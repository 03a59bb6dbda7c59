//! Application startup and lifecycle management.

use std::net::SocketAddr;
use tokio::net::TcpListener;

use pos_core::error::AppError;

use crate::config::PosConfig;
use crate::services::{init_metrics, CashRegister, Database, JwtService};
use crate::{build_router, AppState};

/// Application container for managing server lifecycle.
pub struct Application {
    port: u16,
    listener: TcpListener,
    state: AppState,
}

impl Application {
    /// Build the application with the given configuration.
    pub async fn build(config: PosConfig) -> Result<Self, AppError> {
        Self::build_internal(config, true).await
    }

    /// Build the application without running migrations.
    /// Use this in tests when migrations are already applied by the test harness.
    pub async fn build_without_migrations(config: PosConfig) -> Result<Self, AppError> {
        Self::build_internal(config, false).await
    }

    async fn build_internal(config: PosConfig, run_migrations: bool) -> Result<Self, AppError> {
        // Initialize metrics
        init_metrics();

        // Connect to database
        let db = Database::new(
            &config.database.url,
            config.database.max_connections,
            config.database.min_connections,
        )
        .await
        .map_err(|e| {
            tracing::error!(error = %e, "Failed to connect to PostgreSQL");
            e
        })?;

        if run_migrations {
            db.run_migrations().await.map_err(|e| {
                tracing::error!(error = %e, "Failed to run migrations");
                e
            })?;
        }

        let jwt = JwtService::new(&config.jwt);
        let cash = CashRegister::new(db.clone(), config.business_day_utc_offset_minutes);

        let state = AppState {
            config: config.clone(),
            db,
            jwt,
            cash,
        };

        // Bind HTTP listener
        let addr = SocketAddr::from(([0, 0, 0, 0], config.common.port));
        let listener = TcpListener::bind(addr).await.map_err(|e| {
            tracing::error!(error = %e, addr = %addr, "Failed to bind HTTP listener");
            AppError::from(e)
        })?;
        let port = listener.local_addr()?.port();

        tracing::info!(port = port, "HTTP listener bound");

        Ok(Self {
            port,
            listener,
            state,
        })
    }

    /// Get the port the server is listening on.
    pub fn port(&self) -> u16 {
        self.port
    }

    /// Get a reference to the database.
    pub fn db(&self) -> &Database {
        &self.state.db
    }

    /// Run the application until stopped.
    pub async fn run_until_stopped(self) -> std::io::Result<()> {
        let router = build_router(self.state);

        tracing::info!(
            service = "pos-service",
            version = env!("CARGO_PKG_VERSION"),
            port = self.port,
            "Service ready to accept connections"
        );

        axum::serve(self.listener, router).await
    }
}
=====
## ACTIVITY
Please output the lines of the listing above that fall in the stretch from the one with "use crate::config::PosConfig;" through the one with "let listener = TcpListener::bind(addr).await.map_err(|e|", exactly and only those.

## EXERCISE OUTPUT
use crate::config::PosConfig;
use crate::services::{init_metrics, CashRegister, Database, JwtService};
use crate::{build_router, AppState};

/// Application container for managing server lifecycle.
pub struct Application {
    port: u16,
    listener: TcpListener,
    state: AppState,
}

impl Application {
    /// Build the application with the given configuration.
    pub async fn build(config: PosConfig) -> Result<Self, AppError> {
        Self::build_internal(config, true).await
    }

    /// Build the application without running migrations.
    /// Use this in tests when migrations are already applied by the test harness.
    pub async fn build_without_migrations(config: PosConfig) -> Result<Self, AppError> {
        Self::build_internal(config, false).await
    }

    async fn build_internal(config: PosConfig, run_migrations: bool) -> Result<Self, AppError> {
        // Initialize metrics
        init_metrics();

        // Connect to database
        let db = Database::new(
            &config.database.url,
            config.database.max_connections,
            config.database.min_connections,
        )
        .await
        .map_err(|e| {
            tracing::error!(error = %e, "Failed to connect to PostgreSQL");
            e
        })?;

        if run_migrations {
            db.run_migrations().await.map_err(|e| {
                tracing::error!(error = %e, "Failed to run migrations");
                e
            })?;
        }

        let jwt = JwtService::new(&config.jwt);
        let cash = CashRegister::new(db.clone(), config.business_day_utc_offset_minutes);

        let state = AppState {
            config: config.clone(),
            db,
            jwt,
            cash,
        };

        // Bind HTTP listener
        let addr = SocketAddr::from(([0, 0, 0, 0], config.common.port));
        let listener = TcpListener::bind(addr).await.map_err(|e| {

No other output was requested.